O caso da água mineral Crystal expõe novamente falhas na fiscalização sanitária e a necessidade urgente de maior rigor no controle das empresas que atuam com o fornecimento de alimentos e bebidas ao consumidor brasileiro. A ação preventiva tomada pela Brasal Refrigerantes, fabricante do produto contaminado – lote LZ1 VAL200127 3 P 200126 –, demonstra uma postura responsável, mas também evidencia a fragilidade dos mecanismos existentes para proteger os cidadãos de possíveis riscos à saúde pública.
Segundo apurou a Revista Oeste, o problema foi detectado em um teste de rotina da Diretoria de Vigilância Sanitária do Distrito Federal (Divisa-DF), que confirmou a presença da bactéria *Pseudomonas aeruginosa* através do Laudo de Análise Fiscal Definitivo nº 76.CP.0/2026, emitido pelo Laboratório Central de Saúde Pública do DF (Lacen-DF). A empresa Mineração Bom Jesus Ltda., responsável pela produção e que faz parte do Sistema Coca-Cola, está sujeita a regulamentações sanitárias da Anvisa, mas a agilidade na resposta aos resultados dos testes levanta sérias questões sobre o efetivo funcionamento dessa supervisão.
A Brasal Refrigerantes oferece àqueles consumidores que adquiriram o lote problemático – afetando 374,4 mil unidades envasadas em 20 de janeiro de 2026 com validade até 20 de janeiro de 2027 –, a oportunidade de troca gratuita do produto ou reembolso integral. A ação da empresa demonstra sua preocupação imediata com o bem-estar dos consumidores e busca amenizar os transtornos causados pela contaminação, porém não resolve as causas subjacentes que permitiram esse incidente.

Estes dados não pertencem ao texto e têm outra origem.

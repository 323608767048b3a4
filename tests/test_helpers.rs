// ==========================================
// 测试辅助函数
// ==========================================
// 职责: 提供测试所需的数据库初始化、测试数据生成等功能
// ==========================================

#![allow(dead_code)]

use alloy_blend::db::{init_schema, open_sqlite_connection};
use alloy_blend::domain::{Composition, Material};
use alloy_blend::repository::MaterialRepository;
use std::error::Error;
use tempfile::NamedTempFile;

/// 创建临时测试数据库并初始化 schema
///
/// # 返回
/// - NamedTempFile: 临时数据库文件（需要保持存活）
/// - String: 数据库文件路径
pub fn create_test_db() -> Result<(NamedTempFile, String), Box<dyn Error>> {
    let temp_file = NamedTempFile::new()?;
    let db_path = temp_file
        .path()
        .to_str()
        .ok_or("临时文件路径不是 UTF-8")?
        .to_string();

    let conn = open_sqlite_connection(&db_path)?;
    init_schema(&conn)?;

    Ok((temp_file, db_path))
}

/// 构造原料
pub fn material(name: &str, elements: &[(&str, f64)], stock_kg: f64, unit_price: f64) -> Material {
    let composition: Composition = elements
        .iter()
        .map(|(element, pct)| (element.to_string(), *pct))
        .collect();
    Material::new(name, composition, stock_kg, unit_price)
}

/// 写入原料
pub fn seed_materials(db_path: &str, materials: &[Material]) -> Result<(), Box<dyn Error>> {
    let repo = MaterialRepository::new(db_path)?;
    repo.batch_upsert(materials)?;
    Ok(())
}

/// 两原料硅目录: A{Si:100, 价 10}, B{Si:0, 价 2}
pub fn si_catalog(stock_a: f64, stock_b: f64) -> Vec<Material> {
    vec![
        material("A", &[("Si", 100.0)], stock_a, 10.0),
        material("B", &[], stock_b, 2.0),
    ]
}

/// 多元素目录（钢铁配料）
pub fn steel_catalog() -> Vec<Material> {
    vec![
        material("废钢", &[("Fe", 98.5), ("C", 0.2), ("Mn", 0.6), ("Si", 0.3)], 5000.0, 2.1),
        material("生铁", &[("Fe", 94.0), ("C", 4.2), ("Mn", 0.5), ("Si", 0.8)], 3000.0, 2.8),
        material("硅铁", &[("Fe", 24.0), ("Si", 75.0), ("C", 0.1)], 400.0, 7.5),
        material("锰铁", &[("Fe", 18.0), ("Mn", 75.0), ("C", 6.5)], 400.0, 8.2),
        material("低碳锰铁", &[("Fe", 19.0), ("Mn", 80.0), ("C", 0.5)], 200.0, 12.0),
        material("纯铁", &[("Fe", 99.8), ("C", 0.01)], 0.0, 1.0),
    ]
}
// ==========================================
// 合金配料系统 - 配置管理 API
// ==========================================
// 职责: 配置快照查询、配置更新
// 说明: 配置在 AppState 构建时读取，更新后下次启动生效
// ==========================================

use std::sync::Arc;
use tracing::info;

use crate::api::error::{ApiError, ApiResult};
use crate::config::config_manager::{config_keys, validate_config_value, ConfigManager};

// ==========================================
// ConfigApi - 配置管理 API
// ==========================================
pub struct ConfigApi {
    config_manager: Arc<ConfigManager>,
}

impl ConfigApi {
    pub fn new(config_manager: Arc<ConfigManager>) -> Self {
        Self { config_manager }
    }

    /// 获取配置快照（JSON，未设置的键以默认值补齐）
    pub fn get_config_snapshot(&self) -> ApiResult<String> {
        self.config_manager
            .get_config_snapshot()
            .map_err(|e| ApiError::DatabaseError(e.to_string()))
    }

    /// 更新配置
    ///
    /// # 参数
    /// - key: 必须是已知配置键
    /// - value: 配置值（须能被对应的读取规则解析）
    pub fn update_config(&self, key: &str, value: &str) -> ApiResult<()> {
        let key = key.trim();
        if !config_keys::DEFAULTS.iter().any(|(k, _)| *k == key) {
            return Err(ApiError::InvalidInput(format!("未知配置键: {}", key)));
        }
        if value.trim().is_empty() {
            return Err(ApiError::InvalidInput(format!("配置值不能为空: {}", key)));
        }
        validate_config_value(key, value).map_err(ApiError::InvalidInput)?;

        self.config_manager
            .set_config(key, value.trim())
            .map_err(|e| ApiError::DatabaseError(e.to_string()))?;
        info!(key = %key, value = %value.trim(), "配置已更新");
        Ok(())
    }
}
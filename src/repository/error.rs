// ==========================================
// 合金配料系统 - 仓储层错误类型
// ==========================================
// 工具: thiserror 派生宏
// ==========================================

use thiserror::Error;

/// 仓储层错误类型
#[derive(Error, Debug)]
pub enum RepositoryError {
    // ===== 数据库错误 =====
    #[error("记录未找到: {entity} with id={id}")]
    NotFound { entity: String, id: String },

    #[error("数据库锁获取失败: {0}")]
    LockError(String),

    #[error("数据库事务失败: {0}")]
    DatabaseTransactionError(String),

    #[error("数据库查询失败: {0}")]
    DatabaseQueryError(String),

    #[error("唯一约束违反: {0}")]
    UniqueConstraintViolation(String),

    #[error("检查约束违反: {0}")]
    CheckConstraintViolation(String),

    // ===== 业务规则错误 =====
    #[error("业务规则违反: {0}")]
    BusinessRuleViolation(String),

    // ===== 数据质量错误 =====
    #[error("字段值错误 (field={field}): {message}")]
    FieldValueError { field: String, message: String },
}

// 实现 From<rusqlite::Error>
impl From<rusqlite::Error> for RepositoryError {
    fn from(err: rusqlite::Error) -> Self {
        match err {
            rusqlite::Error::SqliteFailure(code, msg) => {
                let msg = msg.unwrap_or_else(|| code.to_string());
                if code.code == rusqlite::ErrorCode::DatabaseBusy
                    || code.code == rusqlite::ErrorCode::DatabaseLocked
                {
                    RepositoryError::LockError(msg)
                } else if msg.contains("UNIQUE") {
                    RepositoryError::UniqueConstraintViolation(msg)
                } else if msg.contains("CHECK") {
                    RepositoryError::CheckConstraintViolation(msg)
                } else {
                    RepositoryError::DatabaseQueryError(msg)
                }
            }
            rusqlite::Error::QueryReturnedNoRows => RepositoryError::NotFound {
                entity: "Unknown".to_string(),
                id: "Unknown".to_string(),
            },
            _ => RepositoryError::DatabaseQueryError(err.to_string()),
        }
    }
}

impl From<serde_json::Error> for RepositoryError {
    fn from(err: serde_json::Error) -> Self {
        RepositoryError::FieldValueError {
            field: "json".to_string(),
            message: err.to_string(),
        }
    }
}

/// Result 类型别名
pub type RepositoryResult<T> = Result<T, RepositoryError>;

A Coca-Cola Femsa Brasil esclareceu que a produção do lote contaminado ocorreu fora de suas instalações operacionais – um fato que, apesar da justificativa logística, ainda deixa evidente uma possível falha na gestão dos fornecedores e no controle das operações de envasamento. Este caso corrobora o argumento frequente sobre a necessidade de maior responsabilidade corporativa e fiscalização rigorosa para evitar situações como essa, colocando em risco a saúde do consumidor brasileiro.